Voici quelques extraits de l’article, illustrant les conditions psychologiques générales qui, du côté US, présidèrent à la préparation de cette invasion de l’Irak, et à son investissement. On a peu d’exemples d’un tel état d’impréparation, non par manque de moyens, non par refus de se préparer, mais par une sorte d’assurance irrationnelle qu’il n’y a aucune nécessité de se préparer, qu’il suffira aux Américains de se présenter pour que les choses entrent dans l’ordre, — simplement parce qu’ils sont Américains.

• Sur l’état d’esprit présidant à la préparation, avec l’accent obsessionnel mis sur le renversement de Saddam, —


« As the administration plotted to overthrow Hussein's government, U.S. officials said this week, it failed to fully appreciate the force of Shiite aspirations and is now concerned that those sentiments could coalesce into a fundamentalist government. Some administration officials were dazzled by Ahmed Chalabi, the prominent Iraqi exile who is a Shiite and an advocate of a secular democracy. Others were more focused on the overriding goal of defeating Hussein and paid little attention to the dynamics of religion and politics in the region.

» “It is a complex equation, and the U.S. government is ill-equipped to figure out how this is going to shake out,” a State Department official said. “I don't think anyone took a step backward and asked, ‘What are we looking for?’ The focus was on the overthrow of Saddam Hussein.”

» Complicating matters is that the United States has virtually no diplomatic relationship with Iran, leaving U.S. officials in the dark about the goals and intentions of the government in Tehran. The Iranian government is the patron of the Supreme Council for the Islamic Revolution in Iraq, the leading Iraqi Shiite group. »


• Sur ce qu’on attend de l’évolution de la situation en Irak, dans la logique de la “préparation” américaine, —


« U.S. intelligence reports reaching top officials throughout the government this week said the Shiites appear to be much more organized than was thought. On Monday, one meeting of generals and admirals at the Pentagon evolved into a spontaneous teach-in on Iraq's Shiites and the U.S. strategy for containing Islamic fundamentalism in Iraq.

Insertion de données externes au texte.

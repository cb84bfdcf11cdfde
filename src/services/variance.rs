use crate::{
    costing::{self, allocate_overhead, ActualCosts, VarianceBreakdown},
    db::DbPool,
    entities::{
        production_log::Entity as ProductionLogEntity, production_log_detail,
        production_log_detail::Entity as ProductionDetailEntity, variance_record,
        variance_record::Entity as VarianceRecordEntity,
    },
    errors::ServiceError,
    events::{Event, EventSender},
    services::{cost_standards::CostStandardService, settings::SettingsService},
};
use chrono::{DateTime, Utc};
use rust_decimal::Decimal;
use sea_orm::ActiveValue::Set;
use sea_orm::{
    ActiveModelTrait, ColumnTrait, EntityTrait, QueryFilter, QueryOrder, QuerySelect,
};
use serde::Serialize;
use std::sync::Arc;
use tracing::instrument;

/// Result of a variance analysis: the persisted record plus the full
/// per-category breakdown it was derived from.
#[derive(Debug, Clone, Serialize)]
pub struct VarianceAnalysis {
    pub variance_record: variance_record::Model,
    pub breakdown: VarianceBreakdown,
}

/// Aggregate view over a set of variance records
#[derive(Debug, Clone, Serialize)]
pub struct VarianceSummary {
    pub total_records: u64,
    pub total_variance: Decimal,
    pub average_variance_percentage: Decimal,
    pub favorable_count: u64,
    pub unfavorable_count: u64,
    pub recent: Vec<variance_record::Model>,
}

#[derive(Clone)]
pub struct VarianceService {
    db_pool: Arc<DbPool>,
    event_sender: Arc<EventSender>,
}

impl VarianceService {
    pub fn new(db_pool: Arc<DbPool>, event_sender: Arc<EventSender>) -> Self {
        Self {
            db_pool,
            event_sender,
        }
    }

    fn connection(&self) -> &DbPool {
        &self.db_pool
    }

    /// Compares a production run's actual cost against the menu item's
    /// current cost standard and appends a variance record.
    ///
    /// A cost standard must exist before a run can be analyzed; the actual
    /// side is built from the run's recorded usage lines, its actual labor
    /// hours at the current labor rate, and the current overhead policy
    /// applied to the portions produced.
    #[instrument(skip(self))]
    pub async fn analyze(
        &self,
        production_log_id: i64,
    ) -> Result<VarianceAnalysis, ServiceError> {
        let db = self.connection();

        let log = ProductionLogEntity::find_by_id(production_log_id)
            .one(db)
            .await
            .map_err(ServiceError::db_error)?
            .ok_or_else(|| {
                ServiceError::NotFound(format!("Production log {} not found", production_log_id))
            })?;

        let standards = CostStandardService::new(self.db_pool.clone(), self.event_sender.clone());
        let standard = standards
            .latest(log.menu_item_id)
            .await?
            .ok_or(ServiceError::MissingCostStandard(log.menu_item_id))?;

        let details = ProductionDetailEntity::find()
            .filter(production_log_detail::Column::ProductionLogId.eq(production_log_id))
            .all(db)
            .await
            .map_err(ServiceError::db_error)?;
        let actual_material: Decimal = details.iter().map(|d| d.subtotal).sum();

        let settings = SettingsService::new(self.db_pool.clone(), self.event_sender.clone());
        let labor_rate = settings.current_labor_rate().await?;
        let actual_labor = log
            .labor_hours_actual
            .map(|hours| hours * labor_rate)
            .unwrap_or(Decimal::ZERO);

        let policy = standards.current_overhead_policy().await?;
        let actual_overhead = allocate_overhead(
            policy.as_ref(),
            actual_labor,
            actual_material,
            Decimal::from(log.portions_produced),
        );

        let actuals = ActualCosts {
            material: actual_material,
            labor: actual_labor,
            overhead: actual_overhead,
        };
        let breakdown = costing::variance(&standard, &actuals, log.portions_produced);

        let now = Utc::now();
        let record = variance_record::ActiveModel {
            id: Default::default(),
            menu_item_id: Set(log.menu_item_id),
            production_log_id: Set(production_log_id),
            variance_date: Set(log.production_date),
            standard_cost: Set(breakdown.standard_total_cost),
            actual_cost: Set(breakdown.actual_total_cost),
            variance_amount: Set(breakdown.total_variance),
            variance_percentage: Set(breakdown.variance_percentage),
            variance_type: Set("material_price".to_string()),
            notes: Set(Some(format!(
                "Variance for {} portions",
                log.portions_produced
            ))),
            created_at: Set(now.into()),
        };

        let created = record.insert(db).await.map_err(ServiceError::db_error)?;

        self.event_sender
            .send_or_log(Event::VarianceRecorded {
                variance_record_id: created.id,
                production_log_id,
                total_variance: created.variance_amount,
                classification: breakdown.classification.as_str().to_string(),
            })
            .await;

        Ok(VarianceAnalysis {
            variance_record: created,
            breakdown,
        })
    }

    /// Recent variance records for a menu item, newest first.
    #[instrument(skip(self))]
    pub async fn for_menu_item(
        &self,
        menu_item_id: i64,
        limit: u64,
    ) -> Result<Vec<variance_record::Model>, ServiceError> {
        VarianceRecordEntity::find()
            .filter(variance_record::Column::MenuItemId.eq(menu_item_id))
            .order_by_desc(variance_record::Column::VarianceDate)
            .limit(limit)
            .all(self.connection())
            .await
            .map_err(ServiceError::db_error)
    }

    /// Aggregates variance records, optionally restricted to a date range.
    /// Favorable means the run came in under standard (negative variance).
    #[instrument(skip(self))]
    pub async fn summary(
        &self,
        start_date: Option<DateTime<Utc>>,
        end_date: Option<DateTime<Utc>>,
    ) -> Result<VarianceSummary, ServiceError> {
        let mut query = VarianceRecordEntity::find();
        if let Some(start) = start_date {
            query = query.filter(variance_record::Column::VarianceDate.gte(start));
        }
        if let Some(end) = end_date {
            query = query.filter(variance_record::Column::VarianceDate.lte(end));
        }

        let records = query
            .order_by_desc(variance_record::Column::VarianceDate)
            .all(self.connection())
            .await
            .map_err(ServiceError::db_error)?;

        let total_records = records.len() as u64;
        let total_variance: Decimal = records.iter().map(|r| r.variance_amount).sum();
        let average_variance_percentage = if records.is_empty() {
            Decimal::ZERO
        } else {
            records.iter().map(|r| r.variance_percentage).sum::<Decimal>()
                / Decimal::from(records.len() as u64)
        };
        let favorable_count = records
            .iter()
            .filter(|r| r.variance_amount < Decimal::ZERO)
            .count() as u64;
        let unfavorable_count = records
            .iter()
            .filter(|r| r.variance_amount > Decimal::ZERO)
            .count() as u64;

        let recent = records.into_iter().take(10).collect();

        Ok(VarianceSummary {
            total_records,
            total_variance,
            average_variance_percentage,
            favorable_count,
            unfavorable_count,
            recent,
        })
    }
}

» The administration hopes the U.S.-led war in Iraq will lead to a crescent of democracies in Iraq, Iran, Syria, Lebanon, the Israeli-occupied territories and Saudi Arabia. But it could just as easily spark a renewed fervor for Islamic rule in the crescent, officials said.

» “This is a 25-year project,” one three-star general officer said. “Everyone agreed it was a huge risk, and the outcome was not at all clear.” »

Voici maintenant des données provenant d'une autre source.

use super::common::{created_response, map_service_error, success_response, validate_input};
use crate::{
    errors::ApiError,
    handlers::AppState,
    services::cost_standards::CreateOverheadConfigInput,
};
use axum::{
    extract::{Json, Path, Query, State},
    response::IntoResponse,
    routing::{get, post},
    Router,
};
use chrono::{DateTime, Utc};
use rust_decimal::Decimal;
use serde::Deserialize;
use tracing::info;
use validator::Validate;

// Request DTOs

#[derive(Debug, Deserialize, Validate)]
pub struct CreateOverheadConfigRequest {
    /// One of percentage_labor, percentage_material, per_unit
    pub allocation_method: String,
    pub allocation_rate: Decimal,
    pub effective_date: Option<DateTime<Utc>>,
    pub notes: Option<String>,
}

#[derive(Debug, Deserialize)]
pub struct HistoryQuery {
    #[serde(default = "default_history_limit")]
    pub limit: u64,
}

fn default_history_limit() -> u64 {
    20
}

// Handler functions

/// Calculate and persist a new cost standard for a menu item
async fn calculate_standard(
    State(state): State<AppState>,
    Path(menu_item_id): Path<i64>,
) -> Result<impl IntoResponse, ApiError> {
    let result = state
        .services
        .cost_standards
        .calculate(menu_item_id)
        .await
        .map_err(map_service_error)?;

    info!(
        menu_item_id,
        cost_standard_id = result.cost_standard.id,
        total_cost = %result.cost_standard.total_cost,
        "Cost standard calculated"
    );

    Ok(created_response(result))
}

/// Latest cost standard for a menu item
async fn latest_standard(
    State(state): State<AppState>,
    Path(menu_item_id): Path<i64>,
) -> Result<impl IntoResponse, ApiError> {
    let standard = state
        .services
        .cost_standards
        .latest(menu_item_id)
        .await
        .map_err(map_service_error)?
        .ok_or(crate::errors::ServiceError::MissingCostStandard(
            menu_item_id,
        ))
        .map_err(map_service_error)?;

    Ok(success_response(standard))
}

/// Calculation history for a menu item, newest first
async fn standard_history(
    State(state): State<AppState>,
    Path(menu_item_id): Path<i64>,
    Query(query): Query<HistoryQuery>,
) -> Result<impl IntoResponse, ApiError> {
    let history = state
        .services
        .cost_standards
        .history(menu_item_id, query.limit)
        .await
        .map_err(map_service_error)?;

    Ok(success_response(history))
}

/// Overhead configuration currently in force
async fn current_overhead_config(
    State(state): State<AppState>,
) -> Result<impl IntoResponse, ApiError> {
    let config = state
        .services
        .cost_standards
        .latest_overhead_config()
        .await
        .map_err(map_service_error)?;

    Ok(success_response(config))
}

/// Record a new overhead configuration
async fn create_overhead_config(
    State(state): State<AppState>,
    Json(payload): Json<CreateOverheadConfigRequest>,
) -> Result<impl IntoResponse, ApiError> {
    validate_input(&payload)?;

    let config = state
        .services
        .cost_standards
        .create_overhead_config(CreateOverheadConfigInput {
            allocation_method: payload.allocation_method,
            allocation_rate: payload.allocation_rate,
            effective_date: payload.effective_date,
            notes: payload.notes,
        })
        .await
        .map_err(map_service_error)?;

    info!(
        overhead_config_id = config.id,
        method = %config.allocation_method,
        "Overhead configuration created"
    );

    Ok(created_response(config))
}

pub fn routes() -> Router<AppState> {
    Router::new()
        .route("/overhead", get(current_overhead_config))
        .route("/overhead", post(create_overhead_config))
        .route("/:menu_item_id/calculate", post(calculate_standard))
        .route("/:menu_item_id", get(latest_standard))
        .route("/:menu_item_id/history", get(standard_history))
}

• La situation a évolué de façon telle, — en quelques jours, — qu’on en vient déjà à regretter Saddam Hussein ou, dans tous les cas, son système, —


« U.S. officials are hoping to combat fundamentalism by helping the Iraqis build a secular education system. Before 1991, Iraq had what was regarded as one of the finest education systems in the region, but years of economic sanctions have devastated it.

» “The most radical aspects of Islam are in places with no education at all but the Koran,” an official said. “There is no math, no culture. You counter that [fundamentalism] by doing something with the education system.” »


• Enfin, pour tout dire, voici ce qui s’est passé : les Américains ont fait un formidable montage pour emporter la “bataille” menant à la décision d’attaquer, ils ont accepté des inventions, des constructions, des prévisions heureuses, — et, au bout du compte, ils y ont cru eux-mêmes, dur comme fer... —


« “They expected a much warmer reception, and as a result it would be unnecessary for them to deal with some of these issues,” said Kenneth M. Pollack, a Brookings Institution scholar, who was one of President Bill Clinton's top Iraq specialists. “That flawed assumption is at the heart of some of the reasons they are scrambling now.” »


... Le problème est certes : « scrambling » pour quoi ? Puisqu’ils font les mêmes erreurs depuis qu’ils s’intéressent à l’extérieur, puisqu’ils n’apprennent rien, il n’existe aucune raison au monde pour que cela change. L’Irak sera un désastre américain de plus.

En attendant, l’Amérique washingtonienne a décidé de se lancer dans sa politique habituelle : elle avertit l’Iran (menace implicite d’usage de la force) et elle annonce qu’il n’y aura pas de gouvernement de tendance islamiste, rendant ainsi furieux les chiites d’Irak.